▶ [What the task asks] Somewhere below are a line with "self.class.name()" and a later line with "#[derive(Clone, Copy, Debug, PartialEq, Eq)]". Output exactly those lines and all lines between them.

━━━━━ Records supplied ━━━━━

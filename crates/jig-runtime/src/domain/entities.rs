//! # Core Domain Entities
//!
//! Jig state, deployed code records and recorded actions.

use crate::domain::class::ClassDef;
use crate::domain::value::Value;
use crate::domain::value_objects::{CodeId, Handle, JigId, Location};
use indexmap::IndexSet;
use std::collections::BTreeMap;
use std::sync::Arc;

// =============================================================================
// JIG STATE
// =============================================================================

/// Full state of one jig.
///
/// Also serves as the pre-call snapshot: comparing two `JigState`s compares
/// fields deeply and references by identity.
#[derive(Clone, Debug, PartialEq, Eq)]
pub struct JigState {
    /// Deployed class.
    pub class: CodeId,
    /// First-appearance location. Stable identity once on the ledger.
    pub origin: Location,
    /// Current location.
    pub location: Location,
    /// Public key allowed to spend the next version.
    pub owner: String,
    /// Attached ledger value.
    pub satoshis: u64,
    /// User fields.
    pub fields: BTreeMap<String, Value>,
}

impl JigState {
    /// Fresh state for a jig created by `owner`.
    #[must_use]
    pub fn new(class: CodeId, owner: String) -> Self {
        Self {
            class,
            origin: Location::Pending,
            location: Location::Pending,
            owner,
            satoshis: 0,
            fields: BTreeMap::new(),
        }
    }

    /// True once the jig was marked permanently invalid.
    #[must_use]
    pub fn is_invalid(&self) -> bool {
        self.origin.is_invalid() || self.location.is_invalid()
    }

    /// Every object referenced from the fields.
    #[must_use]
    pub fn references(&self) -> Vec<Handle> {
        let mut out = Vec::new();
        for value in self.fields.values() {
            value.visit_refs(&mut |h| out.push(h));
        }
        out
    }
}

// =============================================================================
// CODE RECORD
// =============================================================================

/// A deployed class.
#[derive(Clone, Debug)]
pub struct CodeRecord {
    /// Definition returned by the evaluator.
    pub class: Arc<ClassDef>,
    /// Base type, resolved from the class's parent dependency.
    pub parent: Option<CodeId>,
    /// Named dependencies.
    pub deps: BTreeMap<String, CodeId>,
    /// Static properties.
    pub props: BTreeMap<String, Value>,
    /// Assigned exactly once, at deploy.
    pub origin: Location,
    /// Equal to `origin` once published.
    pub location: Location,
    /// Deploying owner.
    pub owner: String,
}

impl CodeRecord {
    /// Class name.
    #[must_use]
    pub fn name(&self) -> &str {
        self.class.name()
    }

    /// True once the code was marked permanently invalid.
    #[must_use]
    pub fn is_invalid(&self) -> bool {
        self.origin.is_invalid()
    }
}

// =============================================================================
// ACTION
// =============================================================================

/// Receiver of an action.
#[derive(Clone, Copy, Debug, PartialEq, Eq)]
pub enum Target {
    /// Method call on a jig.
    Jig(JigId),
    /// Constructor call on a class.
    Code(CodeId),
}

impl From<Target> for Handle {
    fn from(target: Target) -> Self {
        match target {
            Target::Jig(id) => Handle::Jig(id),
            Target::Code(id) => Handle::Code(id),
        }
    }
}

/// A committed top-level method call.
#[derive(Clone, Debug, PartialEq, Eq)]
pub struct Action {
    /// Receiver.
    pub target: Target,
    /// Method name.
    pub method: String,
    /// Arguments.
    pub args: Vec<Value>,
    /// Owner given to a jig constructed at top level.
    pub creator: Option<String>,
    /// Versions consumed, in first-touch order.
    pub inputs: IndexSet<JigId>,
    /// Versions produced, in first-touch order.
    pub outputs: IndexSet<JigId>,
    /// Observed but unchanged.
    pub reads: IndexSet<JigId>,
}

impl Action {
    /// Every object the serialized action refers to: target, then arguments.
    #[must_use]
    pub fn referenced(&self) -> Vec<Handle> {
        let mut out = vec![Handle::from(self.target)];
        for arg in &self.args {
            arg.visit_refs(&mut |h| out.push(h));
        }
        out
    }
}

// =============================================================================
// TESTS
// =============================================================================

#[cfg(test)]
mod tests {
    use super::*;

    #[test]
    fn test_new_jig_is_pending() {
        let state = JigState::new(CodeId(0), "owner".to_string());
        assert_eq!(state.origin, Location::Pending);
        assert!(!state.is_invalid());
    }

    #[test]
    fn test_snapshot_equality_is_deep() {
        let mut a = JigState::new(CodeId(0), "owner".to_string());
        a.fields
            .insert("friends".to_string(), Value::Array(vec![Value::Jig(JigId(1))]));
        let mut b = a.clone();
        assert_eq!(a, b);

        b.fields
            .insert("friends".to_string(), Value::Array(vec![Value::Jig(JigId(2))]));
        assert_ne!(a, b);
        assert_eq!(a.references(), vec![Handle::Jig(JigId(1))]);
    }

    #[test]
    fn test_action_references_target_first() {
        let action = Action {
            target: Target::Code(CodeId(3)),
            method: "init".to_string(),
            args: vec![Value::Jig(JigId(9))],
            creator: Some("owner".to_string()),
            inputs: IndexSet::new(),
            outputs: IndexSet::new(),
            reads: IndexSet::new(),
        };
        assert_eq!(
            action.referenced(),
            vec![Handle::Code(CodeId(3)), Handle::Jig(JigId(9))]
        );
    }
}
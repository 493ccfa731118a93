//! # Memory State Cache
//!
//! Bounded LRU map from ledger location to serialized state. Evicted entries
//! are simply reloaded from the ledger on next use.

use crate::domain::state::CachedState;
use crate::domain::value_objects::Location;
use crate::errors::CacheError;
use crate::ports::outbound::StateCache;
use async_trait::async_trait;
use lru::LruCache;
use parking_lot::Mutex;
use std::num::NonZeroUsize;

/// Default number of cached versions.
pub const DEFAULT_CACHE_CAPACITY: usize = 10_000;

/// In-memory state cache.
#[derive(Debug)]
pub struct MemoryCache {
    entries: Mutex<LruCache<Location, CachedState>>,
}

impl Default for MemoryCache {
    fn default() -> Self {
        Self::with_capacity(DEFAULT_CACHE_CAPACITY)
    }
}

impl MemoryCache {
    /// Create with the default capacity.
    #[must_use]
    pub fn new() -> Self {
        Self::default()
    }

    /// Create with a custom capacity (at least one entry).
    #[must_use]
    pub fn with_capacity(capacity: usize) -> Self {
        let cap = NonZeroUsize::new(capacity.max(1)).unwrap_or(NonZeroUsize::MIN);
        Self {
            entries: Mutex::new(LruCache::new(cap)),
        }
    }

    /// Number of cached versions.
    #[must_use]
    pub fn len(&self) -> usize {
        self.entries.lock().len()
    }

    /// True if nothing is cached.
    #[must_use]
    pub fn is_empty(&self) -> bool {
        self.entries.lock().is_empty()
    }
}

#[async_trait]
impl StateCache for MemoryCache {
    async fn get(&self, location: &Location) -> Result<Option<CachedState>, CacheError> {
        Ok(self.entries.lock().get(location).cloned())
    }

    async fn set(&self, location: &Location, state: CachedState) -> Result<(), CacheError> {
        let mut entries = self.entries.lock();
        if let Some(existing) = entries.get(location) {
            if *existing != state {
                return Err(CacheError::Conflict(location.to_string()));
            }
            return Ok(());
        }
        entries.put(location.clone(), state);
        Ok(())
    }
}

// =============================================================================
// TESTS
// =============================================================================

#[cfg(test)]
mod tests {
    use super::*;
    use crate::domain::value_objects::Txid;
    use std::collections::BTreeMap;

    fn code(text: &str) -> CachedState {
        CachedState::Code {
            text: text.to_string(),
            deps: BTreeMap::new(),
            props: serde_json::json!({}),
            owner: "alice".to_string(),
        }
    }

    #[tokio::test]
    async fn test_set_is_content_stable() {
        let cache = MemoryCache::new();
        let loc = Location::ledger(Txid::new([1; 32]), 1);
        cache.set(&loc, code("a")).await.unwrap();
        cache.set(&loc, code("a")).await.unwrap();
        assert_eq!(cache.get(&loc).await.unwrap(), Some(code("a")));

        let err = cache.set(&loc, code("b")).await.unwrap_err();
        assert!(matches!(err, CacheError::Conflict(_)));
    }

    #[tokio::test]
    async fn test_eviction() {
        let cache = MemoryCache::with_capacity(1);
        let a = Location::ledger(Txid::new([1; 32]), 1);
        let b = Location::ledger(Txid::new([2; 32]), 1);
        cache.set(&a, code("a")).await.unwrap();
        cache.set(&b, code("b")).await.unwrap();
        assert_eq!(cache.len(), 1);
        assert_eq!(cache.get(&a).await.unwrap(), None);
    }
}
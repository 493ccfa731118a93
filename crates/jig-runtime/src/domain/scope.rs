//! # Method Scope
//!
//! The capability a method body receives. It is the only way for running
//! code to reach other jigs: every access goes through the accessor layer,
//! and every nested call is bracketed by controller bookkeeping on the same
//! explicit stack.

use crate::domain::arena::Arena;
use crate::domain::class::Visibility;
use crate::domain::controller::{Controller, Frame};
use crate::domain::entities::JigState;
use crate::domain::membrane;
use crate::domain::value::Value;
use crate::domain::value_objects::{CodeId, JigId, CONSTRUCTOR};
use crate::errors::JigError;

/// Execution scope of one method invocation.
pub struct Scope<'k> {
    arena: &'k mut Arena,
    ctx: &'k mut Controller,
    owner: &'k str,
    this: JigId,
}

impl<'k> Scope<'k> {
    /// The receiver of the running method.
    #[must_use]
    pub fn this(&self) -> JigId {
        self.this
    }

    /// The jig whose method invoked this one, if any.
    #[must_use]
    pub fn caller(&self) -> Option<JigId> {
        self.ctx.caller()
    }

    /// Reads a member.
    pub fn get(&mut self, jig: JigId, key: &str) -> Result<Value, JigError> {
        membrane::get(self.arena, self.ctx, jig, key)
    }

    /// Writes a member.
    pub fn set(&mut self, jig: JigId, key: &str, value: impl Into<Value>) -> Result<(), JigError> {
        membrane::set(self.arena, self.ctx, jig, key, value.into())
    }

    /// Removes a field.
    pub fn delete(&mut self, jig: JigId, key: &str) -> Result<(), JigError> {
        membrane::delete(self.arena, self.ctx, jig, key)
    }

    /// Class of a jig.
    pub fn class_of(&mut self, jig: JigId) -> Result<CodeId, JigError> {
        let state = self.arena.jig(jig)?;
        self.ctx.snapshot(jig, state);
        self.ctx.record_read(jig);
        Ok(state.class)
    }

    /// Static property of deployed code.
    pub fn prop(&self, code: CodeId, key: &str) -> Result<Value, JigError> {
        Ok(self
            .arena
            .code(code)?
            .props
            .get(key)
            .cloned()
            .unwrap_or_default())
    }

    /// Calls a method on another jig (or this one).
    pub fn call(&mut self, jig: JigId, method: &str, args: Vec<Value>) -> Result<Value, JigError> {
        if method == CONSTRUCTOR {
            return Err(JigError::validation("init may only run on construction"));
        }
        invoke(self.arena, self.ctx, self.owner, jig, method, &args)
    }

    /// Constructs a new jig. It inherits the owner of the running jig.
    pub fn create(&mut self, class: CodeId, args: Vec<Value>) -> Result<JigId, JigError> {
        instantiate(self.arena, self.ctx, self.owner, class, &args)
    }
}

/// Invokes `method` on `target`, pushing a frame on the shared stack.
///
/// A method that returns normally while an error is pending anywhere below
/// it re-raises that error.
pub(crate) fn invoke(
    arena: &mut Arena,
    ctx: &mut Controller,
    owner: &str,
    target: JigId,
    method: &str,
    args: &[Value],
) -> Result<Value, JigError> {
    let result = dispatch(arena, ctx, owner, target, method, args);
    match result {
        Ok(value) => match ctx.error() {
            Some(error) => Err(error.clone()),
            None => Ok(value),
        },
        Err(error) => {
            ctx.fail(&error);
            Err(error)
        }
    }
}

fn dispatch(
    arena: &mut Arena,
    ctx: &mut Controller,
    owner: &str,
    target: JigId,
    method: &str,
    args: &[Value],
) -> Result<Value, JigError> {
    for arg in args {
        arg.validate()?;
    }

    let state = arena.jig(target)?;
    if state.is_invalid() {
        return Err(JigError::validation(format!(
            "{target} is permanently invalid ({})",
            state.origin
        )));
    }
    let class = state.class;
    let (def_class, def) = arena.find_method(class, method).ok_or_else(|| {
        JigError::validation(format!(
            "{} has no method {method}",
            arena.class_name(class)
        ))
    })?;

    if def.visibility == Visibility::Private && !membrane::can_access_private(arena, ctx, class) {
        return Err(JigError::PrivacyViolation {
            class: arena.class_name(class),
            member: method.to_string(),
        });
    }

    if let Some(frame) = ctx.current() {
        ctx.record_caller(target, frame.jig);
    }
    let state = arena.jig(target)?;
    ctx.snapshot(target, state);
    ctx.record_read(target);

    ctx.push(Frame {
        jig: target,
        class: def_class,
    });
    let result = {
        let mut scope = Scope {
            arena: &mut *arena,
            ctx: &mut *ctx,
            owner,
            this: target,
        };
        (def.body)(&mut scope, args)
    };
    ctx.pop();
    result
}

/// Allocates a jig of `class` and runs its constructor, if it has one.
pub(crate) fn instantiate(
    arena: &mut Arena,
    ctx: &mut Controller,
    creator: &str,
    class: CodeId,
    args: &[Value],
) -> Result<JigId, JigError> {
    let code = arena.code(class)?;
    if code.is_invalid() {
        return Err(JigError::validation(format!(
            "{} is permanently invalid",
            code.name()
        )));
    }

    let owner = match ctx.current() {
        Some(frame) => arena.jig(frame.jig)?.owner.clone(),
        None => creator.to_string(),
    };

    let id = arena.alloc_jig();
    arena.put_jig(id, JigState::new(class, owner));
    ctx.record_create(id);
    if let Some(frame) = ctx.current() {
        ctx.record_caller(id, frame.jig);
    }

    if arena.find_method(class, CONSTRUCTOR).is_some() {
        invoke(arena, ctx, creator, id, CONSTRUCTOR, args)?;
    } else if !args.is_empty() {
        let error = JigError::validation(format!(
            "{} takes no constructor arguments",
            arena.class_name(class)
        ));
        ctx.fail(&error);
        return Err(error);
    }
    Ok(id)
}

━━━━━

▶ [Written answer]
        self.class.name()
    }

    /// True once the code was marked permanently invalid.
    #[must_use]
    pub fn is_invalid(&self) -> bool {
        self.origin.is_invalid()
    }
}

// =============================================================================
// ACTION
// =============================================================================

/// Receiver of an action.
#[derive(Clone, Copy, Debug, PartialEq, Eq)]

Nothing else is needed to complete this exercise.